Where parents agree there is no problem and anything is possible. HOWEVER in the main most people when it comes to money matters don't agree. Certainly those that are separating and come to this site often never agree that the sun has risen on a new day and so it is with Child Support.
Firstly some good news and some bad news.
The good news is that yes you can claim some types of expenses that are paid in lieu of child support and some of those are of a type that does not require the other parent to agree they were in lieu of Child Support.
The bad news is, that the payer has to have less than 14% care of all of the children and meet other requirements set out below.
The legislation also provides for prescribed payments under section 71C. If the payment was of a kind specified in regulation 5D (known as a 'prescribed payment') the Registrar can credit the payment up to a maximum amount that is equal to 30% of the amount payable under the payer's liability for the period only if:
- the payer of an enforceable maintenance liability in relation to a payment period or initial period has made one or more payments to the payee of the liability, or to another person; and
- the payment is a payment of the kind specified in regulation 5D; and
- the sum of those payments exceeds the sum of all such payments previously credited under this section against the liability for all past periods; and
- at the time the payment was made the payer has less than 14% care of all of the children to whom the relevant administrative assessment relates; and
- at the time the payment was made the child support liability was not being fully or partially met by a lump sum credit (sections 69A, 71C(2) and 71C(5)(b)); and
- the liability is not a parentage overpayment order or spousal and de facto maintenance order (section 71C(5)(a)), or a registrable overseas maintenance liability (section 71C(6)).
We are seeing a number of things going on here.
Payees are running Change of Assessment applications and have been ensuring the Payer does not get 14%, but gets 15% time allocated. One would be presumptuous to assume a payee is aware of the 14% rule.

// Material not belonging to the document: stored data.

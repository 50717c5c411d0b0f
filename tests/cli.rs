//! Integration tests for the excelint command line.

use std::path::{Path, PathBuf};
use std::process::Command;

use tempfile::TempDir;

const BOOK: &str = r##"{"sheets":[{"name":"Sheet1","cells":[
    {"address":"A1","value":10},
    {"address":"B1","value":0},
    {"address":"C1","formula":"=A1/B1","value":"#DIV/0!"}
]}]}"##;

struct Workspace {
    dir: TempDir,
}

impl Workspace {
    fn new() -> Self {
        let dir = TempDir::new().expect("Failed to create temp dir");
        // An explicit empty config keeps tests independent of the user's config.toml.
        std::fs::write(dir.path().join("config.toml"), "").unwrap();
        Workspace { dir }
    }

    fn file(&self, name: &str, contents: &str) -> PathBuf {
        let path = self.dir.path().join(name);
        std::fs::write(&path, contents).unwrap();
        path
    }

    fn run(&self, args: &[&str]) -> (String, String, i32) {
        let config = self.dir.path().join("config.toml");
        let output = Command::new("cargo")
            .arg("run")
            .arg("-q")
            .arg("--")
            .arg("--config")
            .arg(&config)
            .args(args)
            .output()
            .expect("Failed to execute command");

        let stdout = String::from_utf8_lossy(&output.stdout).to_string();
        let stderr = String::from_utf8_lossy(&output.stderr).to_string();
        let exit_code = output.status.code().unwrap_or(-1);

        (stdout, stderr, exit_code)
    }
}

fn arg(path: &Path) -> &str {
    path.to_str().unwrap()
}

#[test]
fn test_detect_json() {
    let ws = Workspace::new();
    let book = ws.file("book.json", BOOK);
    let (stdout, _, code) = ws.run(&["--json", "detect", arg(&book)]);
    assert_eq!(code, 0);
    let report: serde_json::Value = serde_json::from_str(&stdout).unwrap();
    assert_eq!(report["summary"]["total_errors"], 1);
    assert_eq!(report["errors"][0]["id"], "Sheet1_C1_div_zero");
}

#[test]
fn test_detect_text() {
    let ws = Workspace::new();
    let book = ws.file("book.json", BOOK);
    let (stdout, _, code) = ws.run(&["detect", arg(&book)]);
    assert_eq!(code, 0);
    assert!(stdout.contains("1 error(s)"));
    assert!(stdout.contains("Sheet1!C1 #DIV/0!"));
}

#[test]
fn test_predict_changed_cell() {
    let ws = Workspace::new();
    let book = ws.file("book.json", BOOK);
    let (stdout, _, code) = ws.run(&["predict", arg(&book), "--changed", "Sheet1!B1"]);
    assert_eq!(code, 0);
    assert!(stdout.contains("1 prediction(s)"));
    assert!(stdout.contains("[High] Sheet1!C1"));
}

#[test]
fn test_predict_sees_existing_findings() {
    let ws = Workspace::new();
    let book = ws.file(
        "flagged.json",
        r#"{"sheets":[{"name":"Sheet1","cells":[
            {"address":"A1","formula":"=SUM(Z1:Z5)"},
            {"address":"D1","formula":"=A1*2"}
        ]}]}"#,
    );
    let (stdout, _, code) = ws.run(&["predict", arg(&book), "--changed", "Sheet1!A1"]);
    assert_eq!(code, 0);
    assert!(stdout.contains("1 prediction(s)"));
    assert!(stdout.contains("[Medium] Sheet1!D1 60%"));
}

#[test]
fn test_fix_writes_the_file() {
    let ws = Workspace::new();
    let book = ws.file("book.json", BOOK);
    let (stdout, _, code) = ws.run(&["fix", arg(&book)]);
    assert_eq!(code, 0);
    assert!(stdout.contains("1 error(s), 1 fixed, 0 remaining"));
    let saved = std::fs::read_to_string(&book).unwrap();
    assert!(saved.contains("=IFERROR(A1/B1, 0)"));
}

#[test]
fn test_fix_no_save() {
    let ws = Workspace::new();
    let book = ws.file("book.json", BOOK);
    let (stdout, _, code) = ws.run(&["fix", arg(&book), "--no-save"]);
    assert_eq!(code, 0);
    assert!(stdout.contains("File not modified"));
    assert_eq!(std::fs::read_to_string(&book).unwrap(), BOOK);
}

#[test]
fn test_batch_reports_failures() {
    let ws = Workspace::new();
    let book = ws.file("book.json", BOOK);
    let missing = ws.dir.path().join("missing.json");
    let (stdout, stderr, code) = ws.run(&["batch", arg(&book), arg(&missing)]);
    assert_eq!(code, 1);
    assert!(stdout.contains("1 of 2 processed, 1 failed"));
    assert!(stderr.contains("Error: 1 file(s) failed"));
}

#[test]
fn test_unsupported_file_type() {
    let ws = Workspace::new();
    let book = ws.file("book.xlsx", "");
    let (_, stderr, code) = ws.run(&["detect", arg(&book)]);
    assert_eq!(code, 1);
    assert!(stderr.contains("Error: Unsupported file type"));
}

#[test]
fn test_unknown_command() {
    let ws = Workspace::new();
    let (_, stderr, code) = ws.run(&["explode"]);
    assert_eq!(code, 1);
    assert!(stderr.contains("Error: Unknown command: explode"));
    assert!(stderr.contains("Usage: excelint"));
}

The claims able to be made also include Mortgage Payments (See the drop down list in the on line Child Support payments gateway on MyGov )
Prescribed non-agency payments
The Registrar can credit certain payments towards a payer's child support liability regardless of the intention of the parents at the time the payment was made (section 71C), except if:
- the liability is an overseas maintenance liability (section 71C(6)); or
- the liability is a parentage overpayment order, or for spousal or de facto maintenance (section 71C(5)(a)); or
- at the time the payment was made the payer had at least regular care of any of the children to whom the relevant administrative assessment relates; or
- at the time the payment was made the child support liability was being fully or partially met by a lump sum credit (Refer to 5.3.3 Crediting Lump Sum Payments)
Credit can be given up to a maximum of 30% of the ongoing liability, provided:
- the balance of child support is paid as it becomes due and payable;
- the payer has less than 14% care of all of the children to whom the relevant administrative assessment relates at the time the credit is being applied (section 71C(1)(d); and
- the child support liability is not already being met by a lump sum credit.
The balance can be paid in cash or in the form of a non-agency payment credited under s71 or s71A, or from money credited from another source such as a tax refund or payment from a third party.
The Registrar can only credit amounts paid on or after 1 July 1999.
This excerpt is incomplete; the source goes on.